It’s not your family holding you back, it’s your shepherdlessness.

On August 2, 1943, in a verdant Polish forest, smoky with the acrid smell of burning human flesh, some 200 prisonersi escaped the concentration camp at Treblinka during an organised rebellion.

Seven hundreds of men pitted themselves against the camp’s few dozen guards. Two hundred were successful in breaking out, at least initially, as perhaps as little as a tenth of those survived the ensuing efforts at recapture.ii But the exact number isn’t important : the story of the Treblinka uprising is recalled and recounted for its scale, organisation, and tragic peculiarity at a time when millions of other camp prisoners in the exact same situation died with nary a whimper.iii

Some sources claim that since Treblinka had already been cleansed of its women and children, the remaining men knew not only that their loved ones could no longer be protected, but that their families were no longer at risk of the disproportionate violence characteristic of the Nazis in particular and similarly effective disciplinarians in general.iv But given this first-hand account of the uprising, presented to the American House Committee on Foreign Affairs in 1945 by Samuel Rajzman, the story may be more apocryphal than anything else :

Three combat units were then organized, and our leader, Dr. Julian Chorazyski, a former captain in the Polish Army, worked out a detailed plan of action. The coup was to take place on April 21, 1943. Unfortunately, on April 19, Dr. Chorazyski failed to give a proper salute to Untersturmführer Franz, who struck him in the face with his riding crop. In his excitement Dr. Chorazycki [sic] reached for his knife and was about to strike. Franz jumped out of the window shouting that Chorazycki must be taken alive. He was foiled in this design: the doctor had time to take poison. After Chorazycki’s death our plan had to be postponed for several months because we had no qualified leader, and none of us wanted to take moral responsibility for an unsuccessful coup.

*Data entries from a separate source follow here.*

//! Error types for tablecraft-core

use std::path::{Path, PathBuf};
use thiserror::Error;

/// Result type alias for tablecraft operations
pub type Result<T> = std::result::Result<T, Error>;

/// Errors that can occur while interpreting Tablecraft configuration.
///
/// Shared by the engine; the client and CLI wrap it in their own error types.
#[derive(Error, Debug)]
#[non_exhaustive]
pub enum Error {
    /// Configuration is missing, malformed, or internally inconsistent
    #[error("Configuration error: {message}")]
    Config {
        /// What configuration is problematic
        message: String,
    },

    /// A named item (table, field, column) does not exist
    #[error("{kind} not found: {name}")]
    NotFound {
        /// Kind of item that was looked up
        kind: String,
        /// Name that was looked up
        name: String,
    },

    /// Input rejected by validation or parsing
    #[error("Validation error: {message}")]
    Validation {
        /// Field that failed validation
        field: Option<String>,
        /// What went wrong
        message: String,
    },

    /// Derived-value dependencies form a cycle
    #[error("Cyclic field dependency in table '{table}': {}", .fields.join(" -> "))]
    CyclicDependency {
        /// Table whose configuration contains the cycle
        table: String,
        /// Fields participating in the cycle
        fields: Vec<String>,
    },

    /// Formula could not be parsed or evaluated
    #[error("Formula error in '{formula}': {message}")]
    Formula {
        /// Formula source text
        formula: String,
        /// What went wrong
        message: String,
    },

    /// A record source or config source failed
    #[error("Source error: {message}")]
    Source {
        /// Human-readable error message
        message: String,
        /// Whether the caller may retry
        retryable: bool,
    },

    /// I/O error with the path that caused it
    #[error("I/O error at {}: {source}", .path.display())]
    Io {
        /// Path being read or written
        path: PathBuf,
        /// Underlying error
        #[source]
        source: std::io::Error,
    },

    /// JSON serialization/deserialization error
    #[error("Serialization error: {0}")]
    Serialization(#[from] serde_json::Error),
}

impl Error {
    /// Returns whether this error is retryable.
    pub fn is_retryable(&self) -> bool {
        match self {
            Error::Source { retryable, .. } => *retryable,
            Error::Io { .. } => true,
            Error::Config { .. }
            | Error::NotFound { .. }
            | Error::Validation { .. }
            | Error::CyclicDependency { .. }
            | Error::Formula { .. }
            | Error::Serialization(_) => false,
        }
    }

    /// Creates a new configuration error.
    pub fn config<S: Into<String>>(message: S) -> Self {
        Error::Config {
            message: message.into(),
        }
    }

    /// Creates a new not-found error.
    pub fn not_found<K: Into<String>, N: Into<String>>(kind: K, name: N) -> Self {
        Error::NotFound {
            kind: kind.into(),
            name: name.into(),
        }
    }

    /// Creates a new validation error.
    pub fn validation<S: Into<String>>(message: S) -> Self {
        Error::Validation {
            field: None,
            message: message.into(),
        }
    }

    /// Creates a new validation error with a field name.
    pub fn validation_field<F, M>(field: F, message: M) -> Self
    where
        F: Into<String>,
        M: Into<String>,
    {
        Error::Validation {
            field: Some(field.into()),
            message: message.into(),
        }
    }

    /// Creates a new formula error.
    pub fn formula<F: Into<String>, M: Into<String>>(formula: F, message: M) -> Self {
        Error::Formula {
            formula: formula.into(),
            message: message.into(),
        }
    }

    /// Creates a source error.
    pub fn source_error<S: Into<String>>(message: S, retryable: bool) -> Self {
        Error::Source {
            message: message.into(),
            retryable,
        }
    }

    /// Wraps an I/O error with the path it concerns.
    pub fn io_with_path(source: std::io::Error, path: impl AsRef<Path>) -> Self {
        Error::Io {
            path: path.as_ref().to_path_buf(),
            source,
        }
    }
}

#[cfg(test)]
#[allow(clippy::unwrap_used)]
mod tests {
    use super::*;

    #[test]
    fn test_config_error_display() {
        let err = Error::config("missing formFields");
        assert_eq!(err.to_string(), "Configuration error: missing formFields");
        assert!(!err.is_retryable());
    }

    #[test]
    fn test_not_found_display() {
        let err = Error::not_found("table", "orders");
        assert_eq!(err.to_string(), "table not found: orders");
    }

    #[test]
    fn test_validation_error_with_field() {
        let err = Error::validation_field("email", "must be a valid address");
        let Error::Validation { field, message } = err else {
            unreachable!("Expected Validation error variant");
        };
        assert_eq!(field, Some("email".to_string()));
        assert_eq!(message, "must be a valid address");
    }

    #[test]
    fn test_cycle_display_joins_fields() {
        let err = Error::CyclicDependency {
            table: "orders".into(),
            fields: vec!["a".into(), "b".into(), "a".into()],
        };
        assert_eq!(
            err.to_string(),
            "Cyclic field dependency in table 'orders': a -> b -> a"
        );
    }

    #[test]
    fn test_source_retryable_flag() {
        assert!(Error::source_error("503", true).is_retryable());
        assert!(!Error::source_error("400", false).is_retryable());
    }

    #[test]
    fn test_io_error_carries_path() {
        let io = std::io::Error::new(std::io::ErrorKind::NotFound, "gone");
        let err = Error::io_with_path(io, "/tmp/table-config.json");
        assert!(err.to_string().contains("/tmp/table-config.json"));
        assert!(err.is_retryable());
    }

    #[test]
    fn test_serde_error_not_retryable() {
        let serde_err = serde_json::from_str::<serde_json::Value>("{oops").unwrap_err();
        let err: Error = serde_err.into();
        assert!(!err.is_retryable());
    }

    #[test]
    fn test_error_implements_send_sync() {
        fn assert_send_sync<T: Send + Sync>() {}
        assert_send_sync::<Error>();
    }
}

From this, we plainly see that it wasn’t fear for their family’s well-being that paralysed the camp’s prisoners, it was a lack of leadership. All was going well with the escape plans until Chorazyski died, then everything unravelled. Is this at all surprising ? Given the differences between the strong-handed Putin and the limp-wristed Obama, to say nothing of the differences between La Serenissima and that headless torso, the reluctance of sheep without a shepherd to lead themselves makes perfect sense. That the Treblinka uprising had anything to do with men who had nothing to risk but their own lives, thereby precluding family men from taking such death-defying gambles, holds little water in the light of Rajzman’s account.

While leaderless men might frame their impotence as an issue of moral responsibility, imagining that they even have a face to save from anyone but the Almighty, this is just their slave morality peeking through the cracks, nibbling at their subconsciousness and telling them that they’re not good enough. Which’d be materially and evidently true. Somehow, someway, even when the sharpest cracks in the veils of civility and dignity are wide enough to drive a Peterbilt through, they remain – such is the titanic power of the various and sundry delusions of those born into servitude who improbably imagine themselves advanced and free.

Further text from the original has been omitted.